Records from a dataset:
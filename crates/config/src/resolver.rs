//! Raw configuration to resolved configuration
//!
//! Resolution runs a fixed sequence of steps and stops at the first failure:
//!
//! 1. domains
//! 2. artifact name
//! 3. account email
//! 4. terms of service agreement
//! 5. account key (loaded, or generated and persisted)
//! 6. CA directory
//! 7. certificate key type
//! 8. DNS resolvers
//! 9. DNS timeout
//! 10. propagation check switch
//! 11. output directory (made absolute and created)
//! 12. DNS provider credential
//! 13. static file server settings
//!
//! Step 5 and step 11 touch the filesystem, step 12 may reach out to a secret
//! store. The order is observable through which error is reported when several
//! options are wrong at once.

use std::fmt;
use std::path::{Path, PathBuf};
use std::time::Duration;

use certsmith_common::SecretRegistry;
use tracing::{debug, info};

use crate::account_key::AccountKey;
use crate::defaults::{self, env};
use crate::domain::{sanitize_domain, split_list};
use crate::errors::ConfigError;
use crate::raw::RawConfiguration;

/// Parse a boolean the way operators have always spelled them
///
/// Accepts `1`, `t`, `T`, `TRUE`, `true`, `True` and their `0`/`f`/`false`
/// counterparts. Anything else, including surrounding whitespace, is `None`.
pub fn parse_bool(value: &str) -> Option<bool> {
    match value {
        "1" | "t" | "T" | "TRUE" | "true" | "True" => Some(true),
        "0" | "f" | "F" | "FALSE" | "false" | "False" => Some(false),
        _ => None,
    }
}

/// Key type of the certificate (not of the account)
#[derive(Debug, Clone, Copy, PartialEq, Eq)]
pub enum KeyAlgorithm {
    Rsa2048,
    Rsa4096,
    Rsa8192,
}

impl KeyAlgorithm {
    /// Modulus size in bits
    pub fn bits(self) -> usize {
        match self {
            KeyAlgorithm::Rsa2048 => 2048,
            KeyAlgorithm::Rsa4096 => 4096,
            KeyAlgorithm::Rsa8192 => 8192,
        }
    }

    fn parse(value: &str) -> Option<Self> {
        match value {
            defaults::KEY_TYPE_RSA2048 => Some(KeyAlgorithm::Rsa2048),
            defaults::KEY_TYPE_RSA4096 => Some(KeyAlgorithm::Rsa4096),
            defaults::KEY_TYPE_RSA8192 => Some(KeyAlgorithm::Rsa8192),
            _ => None,
        }
    }
}

impl fmt::Display for KeyAlgorithm {
    fn fmt(&self, f: &mut fmt::Formatter<'_>) -> fmt::Result {
        let name = match self {
            KeyAlgorithm::Rsa2048 => defaults::KEY_TYPE_RSA2048,
            KeyAlgorithm::Rsa4096 => defaults::KEY_TYPE_RSA4096,
            KeyAlgorithm::Rsa8192 => defaults::KEY_TYPE_RSA8192,
        };
        f.write_str(name)
    }
}

/// Where the DNS provider credential comes from
///
/// Exactly one source is selected, in priority order
/// `Inline` > `File` > `Vault`.
#[derive(Clone, PartialEq, Eq)]
pub enum CredentialSource {
    /// Value given directly in `DNS_AUTH_TOKEN`
    Inline(String),
    /// File named by `DNS_AUTH_TOKEN_FILE`
    File(PathBuf),
    /// Secret in the key vault named by `DNS_AUTH_TOKEN_VAULT`
    Vault { uri: String, secret: String },
}

impl CredentialSource {
    /// Select the credential source configured in `raw`
    pub fn select(raw: &RawConfiguration) -> Result<Self, ConfigError> {
        if !raw.dns_auth_token.is_empty() {
            return Ok(CredentialSource::Inline(raw.dns_auth_token.clone()));
        }
        if !raw.dns_auth_token_file.is_empty() {
            return Ok(CredentialSource::File(PathBuf::from(&raw.dns_auth_token_file)));
        }
        if !raw.dns_auth_token_vault.is_empty() {
            if raw.dns_auth_token_secret.is_empty() {
                return Err(ConfigError::InvalidVaultSecret);
            }
            return Ok(CredentialSource::Vault {
                uri: vault_uri(&raw.dns_auth_token_vault),
                secret: raw.dns_auth_token_secret.clone(),
            });
        }
        Err(ConfigError::MissingCredential)
    }

    /// Retrieve the credential value
    pub async fn fetch(&self, secrets: &SecretRegistry) -> Result<String, ConfigError> {
        match self {
            CredentialSource::Inline(value) => Ok(value.clone()),
            CredentialSource::File(path) => {
                secrets
                    .files()
                    .get_token(path)
                    .await
                    .map_err(|source| ConfigError::Secret {
                        variable: env::DNS_AUTH_TOKEN_FILE,
                        source,
                    })
            }
            CredentialSource::Vault { uri, secret } => secrets
                .vault()
                .get_token(uri, secret)
                .await
                .map_err(|source| ConfigError::Secret {
                    variable: env::DNS_AUTH_TOKEN_VAULT,
                    source,
                }),
        }
    }

    /// Description safe for logs
    pub fn describe(&self) -> String {
        match self {
            CredentialSource::Inline(_) => format!("environment variable {}", env::DNS_AUTH_TOKEN),
            CredentialSource::File(path) => format!("file {}", path.display()),
            CredentialSource::Vault { uri, secret } => format!("secret '{secret}' in {uri}"),
        }
    }
}

impl fmt::Debug for CredentialSource {
    fn fmt(&self, f: &mut fmt::Formatter<'_>) -> fmt::Result {
        match self {
            CredentialSource::Inline(_) => f.write_str("Inline(<redacted>)"),
            CredentialSource::File(path) => f.debug_tuple("File").field(path).finish(),
            CredentialSource::Vault { uri, secret } => f
                .debug_struct("Vault")
                .field("uri", uri)
                .field("secret", secret)
                .finish(),
        }
    }
}

/// Expand a key vault locator into its URI
///
/// Explicit URLs are kept as they are, bare names become
/// `https://{name}.vault.azure.net/`.
pub fn vault_uri(locator: &str) -> String {
    if locator.starts_with("https://") || locator.starts_with("http://") {
        locator.to_string()
    } else {
        format!("https://{locator}.{}/", defaults::VAULT_HOST_SUFFIX)
    }
}

/// Static file server settings, carried through unchanged
#[derive(Debug, Clone, PartialEq, Eq)]
pub struct WebConfig {
    pub root: PathBuf,
    pub enabled: bool,
}

/// Validated configuration
#[derive(Clone)]
pub struct ResolvedConfiguration {
    pub account_email: String,
    pub account_key: AccountKey,
    pub terms_accepted: bool,
    pub ca_directory_url: String,
    pub key_algorithm: KeyAlgorithm,
    pub domains: Vec<String>,
    pub artifact_name: String,
    pub output_directory: PathBuf,
    pub dns_credential: String,
    pub credential_source: CredentialSource,
    pub dns_resolvers: Vec<String>,
    pub dns_timeout: Duration,
    pub disable_propagation_check: bool,
    pub web: WebConfig,
}

impl fmt::Debug for ResolvedConfiguration {
    fn fmt(&self, f: &mut fmt::Formatter<'_>) -> fmt::Result {
        f.debug_struct("ResolvedConfiguration")
            .field("account_email", &self.account_email)
            .field("account_key", &self.account_key)
            .field("terms_accepted", &self.terms_accepted)
            .field("ca_directory_url", &self.ca_directory_url)
            .field("key_algorithm", &self.key_algorithm)
            .field("domains", &self.domains)
            .field("artifact_name", &self.artifact_name)
            .field("output_directory", &self.output_directory)
            .field("dns_credential", &"<redacted>")
            .field("credential_source", &self.credential_source)
            .field("dns_resolvers", &self.dns_resolvers)
            .field("dns_timeout", &self.dns_timeout)
            .field("disable_propagation_check", &self.disable_propagation_check)
            .field("web", &self.web)
            .finish()
    }
}

/// Resolves one [`RawConfiguration`] against a set of secret stores
pub struct ConfigResolver<'a> {
    raw: &'a RawConfiguration,
    secrets: &'a SecretRegistry,
}

impl<'a> ConfigResolver<'a> {
    pub fn new(raw: &'a RawConfiguration, secrets: &'a SecretRegistry) -> Self {
        Self { raw, secrets }
    }

    pub fn domains(&self) -> Result<Vec<String>, ConfigError> {
        let domains = split_list(&self.raw.domains);
        if domains.is_empty() {
            return Err(ConfigError::MissingDomains);
        }
        Ok(domains)
    }

    /// Operator-chosen file name, or the sanitised first domain
    pub fn artifact_name(&self, domains: &[String]) -> Result<String, ConfigError> {
        if !self.raw.filename.is_empty() {
            return Ok(self.raw.filename.clone());
        }
        match domains.first() {
            Some(first) => sanitize_domain(first),
            None => Err(ConfigError::MissingDomains),
        }
    }

    pub fn account_email(&self) -> Result<String, ConfigError> {
        if self.raw.account_email.is_empty() {
            return Err(ConfigError::MissingEmail);
        }
        Ok(self.raw.account_email.clone())
    }

    pub fn terms_accepted(&self) -> Result<bool, ConfigError> {
        match parse_bool(&self.raw.le_tos_agreed) {
            Some(true) => Ok(true),
            _ => Err(ConfigError::TermsNotAccepted {
                value: self.raw.le_tos_agreed.clone(),
            }),
        }
    }

    pub fn account_key(&self) -> Result<AccountKey, ConfigError> {
        AccountKey::load_or_generate(Path::new(&self.raw.account_key_file))
    }

    pub fn ca_directory(&self) -> Result<String, ConfigError> {
        let value = &self.raw.ca_dir;
        let url = match value.to_ascii_uppercase().as_str() {
            defaults::CA_PRODUCTION => defaults::LETSENCRYPT_PRODUCTION.to_string(),
            defaults::CA_STAGING => defaults::LETSENCRYPT_STAGING.to_string(),
            defaults::CA_TEST => defaults::LOCAL_TEST_DIRECTORY.to_string(),
            _ if value.starts_with("http://") || value.starts_with("https://") => value.clone(),
            _ => {
                return Err(ConfigError::InvalidCADirectory {
                    value: value.clone(),
                })
            }
        };
        Ok(url)
    }

    pub fn key_algorithm(&self) -> Result<KeyAlgorithm, ConfigError> {
        KeyAlgorithm::parse(&self.raw.le_crt_key_type).ok_or_else(|| ConfigError::InvalidKeyType {
            value: self.raw.le_crt_key_type.clone(),
        })
    }

    pub fn dns_resolvers(&self) -> Vec<String> {
        split_list(&self.raw.dns_resolvers)
    }

    pub fn dns_timeout(&self) -> Result<Duration, ConfigError> {
        let invalid = || ConfigError::InvalidTimeout {
            value: self.raw.dns_timeout.clone(),
        };
        let seconds: f64 = self.raw.dns_timeout.trim().parse().map_err(|_| invalid())?;
        if !seconds.is_finite() || seconds < 0.0 {
            return Err(invalid());
        }
        Duration::try_from_secs_f64(seconds).map_err(|_| invalid())
    }

    pub fn disable_propagation_check(&self) -> Result<bool, ConfigError> {
        parse_bool(&self.raw.disable_cp).ok_or_else(|| ConfigError::InvalidBoolean {
            variable: env::DISABLE_CP,
            value: self.raw.disable_cp.clone(),
        })
    }

    /// Absolute output directory, created with its parents
    pub fn output_directory(&self) -> Result<PathBuf, ConfigError> {
        let dir = std::path::absolute(&self.raw.output_directory).map_err(|e| {
            ConfigError::io(
                format!("Invalid output directory '{}'", self.raw.output_directory),
                e,
            )
        })?;
        std::fs::create_dir_all(&dir).map_err(|e| {
            ConfigError::io(
                format!("Failed to create output directory {}", dir.display()),
                e,
            )
        })?;
        Ok(dir)
    }

    pub async fn dns_credential(&self) -> Result<(CredentialSource, String), ConfigError> {
        let source = CredentialSource::select(self.raw)?;
        let credential = source.fetch(self.secrets).await?;
        debug!(source = %source.describe(), "Resolved DNS provider credential");
        Ok((source, credential))
    }

    pub fn web(&self) -> Result<WebConfig, ConfigError> {
        let enabled = parse_bool(&self.raw.web_enabled).ok_or_else(|| ConfigError::InvalidBoolean {
            variable: env::WEB_ENABLED,
            value: self.raw.web_enabled.clone(),
        })?;
        Ok(WebConfig {
            root: PathBuf::from(&self.raw.web_root),
            enabled,
        })
    }

    /// Run every step in order
    pub async fn resolve(&self) -> Result<ResolvedConfiguration, ConfigError> {
        let domains = self.domains()?;
        let artifact_name = self.artifact_name(&domains)?;
        let account_email = self.account_email()?;
        let terms_accepted = self.terms_accepted()?;
        let account_key = self.account_key()?;
        let ca_directory_url = self.ca_directory()?;
        let key_algorithm = self.key_algorithm()?;
        let dns_resolvers = self.dns_resolvers();
        let dns_timeout = self.dns_timeout()?;
        let disable_propagation_check = self.disable_propagation_check()?;
        let output_directory = self.output_directory()?;
        let (credential_source, dns_credential) = self.dns_credential().await?;
        let web = self.web()?;

        info!(
            domains = ?domains,
            artifact = %artifact_name,
            ca = %ca_directory_url,
            key_type = %key_algorithm,
            account_key = account_key.algorithm(),
            output = %output_directory.display(),
            credential = %credential_source.describe(),
            "Configuration resolved"
        );

        Ok(ResolvedConfiguration {
            account_email,
            account_key,
            terms_accepted,
            ca_directory_url,
            key_algorithm,
            domains,
            artifact_name,
            output_directory,
            dns_credential,
            credential_source,
            dns_resolvers,
            dns_timeout,
            disable_propagation_check,
            web,
        })
    }
}

/// Resolve `raw` against `secrets`
pub async fn resolve(
    raw: &RawConfiguration,
    secrets: &SecretRegistry,
) -> Result<ResolvedConfiguration, ConfigError> {
    ConfigResolver::new(raw, secrets).resolve().await
}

What to produce
Take every line from the records above that has the word "impl" and copy it.

Your response
impl KeyAlgorithm {
impl fmt::Display for KeyAlgorithm {
impl CredentialSource {
impl fmt::Debug for CredentialSource {
impl fmt::Debug for ResolvedConfiguration {
impl<'a> ConfigResolver<'a> {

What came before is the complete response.